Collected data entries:
◇ ◇ ◇ ◇
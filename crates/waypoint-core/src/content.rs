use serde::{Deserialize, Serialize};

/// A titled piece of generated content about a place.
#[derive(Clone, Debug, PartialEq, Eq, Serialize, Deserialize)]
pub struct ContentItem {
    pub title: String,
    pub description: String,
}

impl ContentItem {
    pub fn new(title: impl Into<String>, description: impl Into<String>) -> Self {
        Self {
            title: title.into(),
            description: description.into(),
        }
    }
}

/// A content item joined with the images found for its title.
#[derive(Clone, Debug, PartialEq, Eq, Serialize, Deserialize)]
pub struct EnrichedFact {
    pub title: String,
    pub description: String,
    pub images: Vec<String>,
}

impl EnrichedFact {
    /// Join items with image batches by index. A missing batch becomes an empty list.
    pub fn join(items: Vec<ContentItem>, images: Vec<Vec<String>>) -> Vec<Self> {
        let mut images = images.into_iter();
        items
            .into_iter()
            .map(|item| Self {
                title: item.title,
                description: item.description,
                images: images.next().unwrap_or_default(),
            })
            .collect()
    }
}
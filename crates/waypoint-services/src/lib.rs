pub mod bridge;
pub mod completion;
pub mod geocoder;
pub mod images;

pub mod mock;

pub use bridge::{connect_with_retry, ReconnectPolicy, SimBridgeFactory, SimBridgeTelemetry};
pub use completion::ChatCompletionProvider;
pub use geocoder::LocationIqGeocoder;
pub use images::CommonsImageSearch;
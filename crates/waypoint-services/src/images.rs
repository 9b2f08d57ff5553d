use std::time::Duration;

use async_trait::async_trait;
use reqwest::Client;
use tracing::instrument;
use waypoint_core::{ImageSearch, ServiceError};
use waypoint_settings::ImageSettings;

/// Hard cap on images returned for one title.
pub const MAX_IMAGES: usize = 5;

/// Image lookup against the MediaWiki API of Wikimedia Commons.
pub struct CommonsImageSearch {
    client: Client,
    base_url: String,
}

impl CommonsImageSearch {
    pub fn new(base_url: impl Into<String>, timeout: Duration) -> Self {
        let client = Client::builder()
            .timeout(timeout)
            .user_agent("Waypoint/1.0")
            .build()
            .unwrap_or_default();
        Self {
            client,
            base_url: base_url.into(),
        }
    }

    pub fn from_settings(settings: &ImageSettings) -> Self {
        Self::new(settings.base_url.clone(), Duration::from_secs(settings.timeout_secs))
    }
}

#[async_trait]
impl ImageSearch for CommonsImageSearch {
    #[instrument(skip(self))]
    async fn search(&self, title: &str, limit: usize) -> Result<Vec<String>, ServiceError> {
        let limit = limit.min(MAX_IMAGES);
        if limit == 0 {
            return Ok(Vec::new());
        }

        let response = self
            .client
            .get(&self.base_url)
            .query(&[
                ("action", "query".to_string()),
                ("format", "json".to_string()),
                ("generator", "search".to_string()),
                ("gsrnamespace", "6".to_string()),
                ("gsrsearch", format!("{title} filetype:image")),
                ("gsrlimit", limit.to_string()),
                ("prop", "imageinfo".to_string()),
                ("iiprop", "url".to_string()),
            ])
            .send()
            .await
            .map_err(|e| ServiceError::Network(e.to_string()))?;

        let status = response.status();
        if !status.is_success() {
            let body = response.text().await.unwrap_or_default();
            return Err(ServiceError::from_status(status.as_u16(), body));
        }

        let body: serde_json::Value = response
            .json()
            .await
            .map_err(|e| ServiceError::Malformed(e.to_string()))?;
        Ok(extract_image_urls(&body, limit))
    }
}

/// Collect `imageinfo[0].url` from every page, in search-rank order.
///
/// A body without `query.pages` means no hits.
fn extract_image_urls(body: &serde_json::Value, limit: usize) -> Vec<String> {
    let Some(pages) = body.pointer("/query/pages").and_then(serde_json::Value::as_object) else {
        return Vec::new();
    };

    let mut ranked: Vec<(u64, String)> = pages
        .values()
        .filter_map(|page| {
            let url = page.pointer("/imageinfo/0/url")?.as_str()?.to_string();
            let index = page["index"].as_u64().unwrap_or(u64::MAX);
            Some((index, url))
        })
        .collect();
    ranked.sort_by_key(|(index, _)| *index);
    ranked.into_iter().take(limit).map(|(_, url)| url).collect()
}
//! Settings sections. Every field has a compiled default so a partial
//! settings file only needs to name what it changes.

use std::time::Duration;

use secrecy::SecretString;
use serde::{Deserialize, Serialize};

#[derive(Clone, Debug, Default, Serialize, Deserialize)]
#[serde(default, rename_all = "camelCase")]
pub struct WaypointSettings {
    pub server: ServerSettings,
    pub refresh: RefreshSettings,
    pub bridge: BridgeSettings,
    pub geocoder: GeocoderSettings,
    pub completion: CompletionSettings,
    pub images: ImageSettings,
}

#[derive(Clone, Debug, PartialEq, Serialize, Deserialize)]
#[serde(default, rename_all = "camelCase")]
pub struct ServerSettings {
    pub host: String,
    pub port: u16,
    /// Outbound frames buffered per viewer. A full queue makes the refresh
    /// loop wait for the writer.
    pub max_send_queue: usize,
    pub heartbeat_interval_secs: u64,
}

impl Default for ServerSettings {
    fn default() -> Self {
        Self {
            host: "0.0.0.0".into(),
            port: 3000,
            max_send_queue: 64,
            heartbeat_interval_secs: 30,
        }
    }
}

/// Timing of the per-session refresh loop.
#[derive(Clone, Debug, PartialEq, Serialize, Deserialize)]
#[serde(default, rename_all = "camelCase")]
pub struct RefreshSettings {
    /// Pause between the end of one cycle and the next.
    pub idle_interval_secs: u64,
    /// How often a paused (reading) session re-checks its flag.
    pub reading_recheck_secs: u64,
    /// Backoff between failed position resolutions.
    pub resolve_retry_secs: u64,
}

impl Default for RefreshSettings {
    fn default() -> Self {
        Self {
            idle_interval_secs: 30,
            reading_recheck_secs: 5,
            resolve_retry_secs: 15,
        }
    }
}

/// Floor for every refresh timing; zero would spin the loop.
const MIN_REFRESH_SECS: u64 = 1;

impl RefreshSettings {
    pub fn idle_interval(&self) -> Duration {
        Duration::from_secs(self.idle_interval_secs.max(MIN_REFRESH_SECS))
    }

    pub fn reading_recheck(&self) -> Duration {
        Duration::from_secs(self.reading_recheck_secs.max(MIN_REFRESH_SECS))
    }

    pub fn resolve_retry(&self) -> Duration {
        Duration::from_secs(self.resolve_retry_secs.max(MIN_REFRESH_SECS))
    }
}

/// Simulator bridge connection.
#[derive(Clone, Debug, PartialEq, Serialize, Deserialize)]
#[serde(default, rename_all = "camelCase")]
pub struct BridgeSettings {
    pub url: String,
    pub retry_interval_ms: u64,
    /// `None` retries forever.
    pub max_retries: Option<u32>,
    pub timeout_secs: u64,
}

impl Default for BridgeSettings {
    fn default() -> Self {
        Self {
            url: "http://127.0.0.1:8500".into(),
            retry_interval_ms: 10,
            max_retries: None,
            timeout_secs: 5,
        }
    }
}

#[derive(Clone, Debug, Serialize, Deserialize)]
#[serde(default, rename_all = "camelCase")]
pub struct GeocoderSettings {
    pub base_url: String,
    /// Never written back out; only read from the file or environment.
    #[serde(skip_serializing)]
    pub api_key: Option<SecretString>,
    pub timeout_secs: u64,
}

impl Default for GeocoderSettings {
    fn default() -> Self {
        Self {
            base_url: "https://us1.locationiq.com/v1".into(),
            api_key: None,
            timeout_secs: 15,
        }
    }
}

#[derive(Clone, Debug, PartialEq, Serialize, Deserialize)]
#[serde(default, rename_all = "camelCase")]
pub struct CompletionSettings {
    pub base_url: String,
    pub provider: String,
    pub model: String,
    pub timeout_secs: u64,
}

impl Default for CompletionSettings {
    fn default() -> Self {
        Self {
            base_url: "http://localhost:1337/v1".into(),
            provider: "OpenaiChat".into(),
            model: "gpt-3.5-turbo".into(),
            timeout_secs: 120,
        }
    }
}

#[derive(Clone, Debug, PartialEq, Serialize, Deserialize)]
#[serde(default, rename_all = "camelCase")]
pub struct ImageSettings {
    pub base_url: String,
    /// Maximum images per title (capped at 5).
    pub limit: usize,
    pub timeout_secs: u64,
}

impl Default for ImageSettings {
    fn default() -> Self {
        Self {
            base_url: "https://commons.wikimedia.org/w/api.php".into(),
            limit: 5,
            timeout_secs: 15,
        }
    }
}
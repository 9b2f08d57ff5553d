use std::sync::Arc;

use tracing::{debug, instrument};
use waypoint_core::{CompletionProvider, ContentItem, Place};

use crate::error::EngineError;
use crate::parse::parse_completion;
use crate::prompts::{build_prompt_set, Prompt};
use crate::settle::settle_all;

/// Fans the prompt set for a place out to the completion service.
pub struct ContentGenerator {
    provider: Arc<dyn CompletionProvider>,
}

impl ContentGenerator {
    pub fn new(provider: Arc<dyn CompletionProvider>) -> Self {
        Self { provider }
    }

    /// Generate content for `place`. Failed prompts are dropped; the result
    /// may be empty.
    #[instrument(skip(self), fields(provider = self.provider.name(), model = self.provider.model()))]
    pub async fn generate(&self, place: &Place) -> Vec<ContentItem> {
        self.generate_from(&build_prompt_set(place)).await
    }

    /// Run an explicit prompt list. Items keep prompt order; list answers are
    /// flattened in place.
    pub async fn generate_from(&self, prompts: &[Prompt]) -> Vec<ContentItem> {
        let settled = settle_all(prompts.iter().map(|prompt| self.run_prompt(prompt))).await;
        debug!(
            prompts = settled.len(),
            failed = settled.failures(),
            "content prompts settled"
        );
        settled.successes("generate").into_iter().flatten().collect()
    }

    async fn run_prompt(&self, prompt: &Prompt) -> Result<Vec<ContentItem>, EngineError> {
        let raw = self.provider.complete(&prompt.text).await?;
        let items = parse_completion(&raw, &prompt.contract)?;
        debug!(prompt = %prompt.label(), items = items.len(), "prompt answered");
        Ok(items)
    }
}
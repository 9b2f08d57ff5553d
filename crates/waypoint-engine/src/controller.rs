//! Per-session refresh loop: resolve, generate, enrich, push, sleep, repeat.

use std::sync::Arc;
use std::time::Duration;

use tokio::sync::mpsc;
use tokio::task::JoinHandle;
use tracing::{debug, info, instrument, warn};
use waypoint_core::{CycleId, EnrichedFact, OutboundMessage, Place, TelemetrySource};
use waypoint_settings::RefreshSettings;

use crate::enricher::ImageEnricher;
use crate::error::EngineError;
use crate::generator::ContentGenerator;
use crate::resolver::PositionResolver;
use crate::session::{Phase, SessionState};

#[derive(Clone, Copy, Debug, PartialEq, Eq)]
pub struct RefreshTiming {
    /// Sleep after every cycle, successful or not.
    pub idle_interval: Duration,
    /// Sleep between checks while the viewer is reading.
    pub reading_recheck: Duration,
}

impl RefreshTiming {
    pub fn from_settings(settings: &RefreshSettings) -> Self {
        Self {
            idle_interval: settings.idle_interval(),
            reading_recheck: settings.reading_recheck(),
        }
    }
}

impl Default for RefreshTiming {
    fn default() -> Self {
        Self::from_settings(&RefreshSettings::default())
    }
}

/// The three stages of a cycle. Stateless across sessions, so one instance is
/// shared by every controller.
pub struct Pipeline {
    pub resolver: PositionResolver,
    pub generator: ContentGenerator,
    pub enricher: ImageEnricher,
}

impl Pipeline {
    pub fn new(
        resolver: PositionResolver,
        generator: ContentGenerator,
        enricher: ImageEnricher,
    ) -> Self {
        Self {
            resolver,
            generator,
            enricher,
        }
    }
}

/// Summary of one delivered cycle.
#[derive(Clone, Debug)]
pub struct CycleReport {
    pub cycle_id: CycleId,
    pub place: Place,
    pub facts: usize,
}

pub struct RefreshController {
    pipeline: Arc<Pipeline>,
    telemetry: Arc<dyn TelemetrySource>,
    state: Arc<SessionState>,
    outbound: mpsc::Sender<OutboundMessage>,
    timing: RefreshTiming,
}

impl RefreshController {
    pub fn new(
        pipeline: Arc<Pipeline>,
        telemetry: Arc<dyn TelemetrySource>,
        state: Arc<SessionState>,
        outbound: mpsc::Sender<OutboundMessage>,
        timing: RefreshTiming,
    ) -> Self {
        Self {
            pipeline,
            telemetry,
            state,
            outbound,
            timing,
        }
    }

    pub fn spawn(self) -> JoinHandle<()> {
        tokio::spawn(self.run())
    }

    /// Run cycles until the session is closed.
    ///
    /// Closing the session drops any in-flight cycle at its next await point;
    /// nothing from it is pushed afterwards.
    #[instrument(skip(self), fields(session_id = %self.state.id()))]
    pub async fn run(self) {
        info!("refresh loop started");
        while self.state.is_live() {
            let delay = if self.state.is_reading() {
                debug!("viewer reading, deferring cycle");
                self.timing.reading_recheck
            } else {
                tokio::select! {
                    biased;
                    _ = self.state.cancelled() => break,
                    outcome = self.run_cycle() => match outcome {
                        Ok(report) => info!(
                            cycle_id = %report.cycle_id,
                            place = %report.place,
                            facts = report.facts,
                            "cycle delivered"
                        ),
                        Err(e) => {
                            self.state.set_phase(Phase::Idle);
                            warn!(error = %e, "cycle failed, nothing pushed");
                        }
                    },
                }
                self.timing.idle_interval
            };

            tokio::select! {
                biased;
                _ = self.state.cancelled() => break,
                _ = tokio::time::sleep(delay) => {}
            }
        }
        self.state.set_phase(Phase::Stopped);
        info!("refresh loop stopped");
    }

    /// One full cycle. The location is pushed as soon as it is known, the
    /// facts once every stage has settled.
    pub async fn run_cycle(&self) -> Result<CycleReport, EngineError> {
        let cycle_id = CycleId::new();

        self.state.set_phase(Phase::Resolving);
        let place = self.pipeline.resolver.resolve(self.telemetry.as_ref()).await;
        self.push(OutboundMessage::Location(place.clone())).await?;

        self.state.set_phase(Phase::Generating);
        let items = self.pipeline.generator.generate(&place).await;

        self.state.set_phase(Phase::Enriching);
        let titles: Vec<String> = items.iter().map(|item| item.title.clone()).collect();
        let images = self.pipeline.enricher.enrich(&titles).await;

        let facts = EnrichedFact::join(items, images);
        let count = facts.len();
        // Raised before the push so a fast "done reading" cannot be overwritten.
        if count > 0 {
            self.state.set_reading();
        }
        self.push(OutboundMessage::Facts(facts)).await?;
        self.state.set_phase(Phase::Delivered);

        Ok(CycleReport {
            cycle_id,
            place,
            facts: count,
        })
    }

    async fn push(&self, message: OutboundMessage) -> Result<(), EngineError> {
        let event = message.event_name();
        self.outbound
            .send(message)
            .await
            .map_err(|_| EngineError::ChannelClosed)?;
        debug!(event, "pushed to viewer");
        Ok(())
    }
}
◇ ◇ ◇ ◇
→ Task prompt
Show every line in the records above that contains the word "ServerSettings".

→ Response
    pub server: ServerSettings,
pub struct ServerSettings {
impl Default for ServerSettings {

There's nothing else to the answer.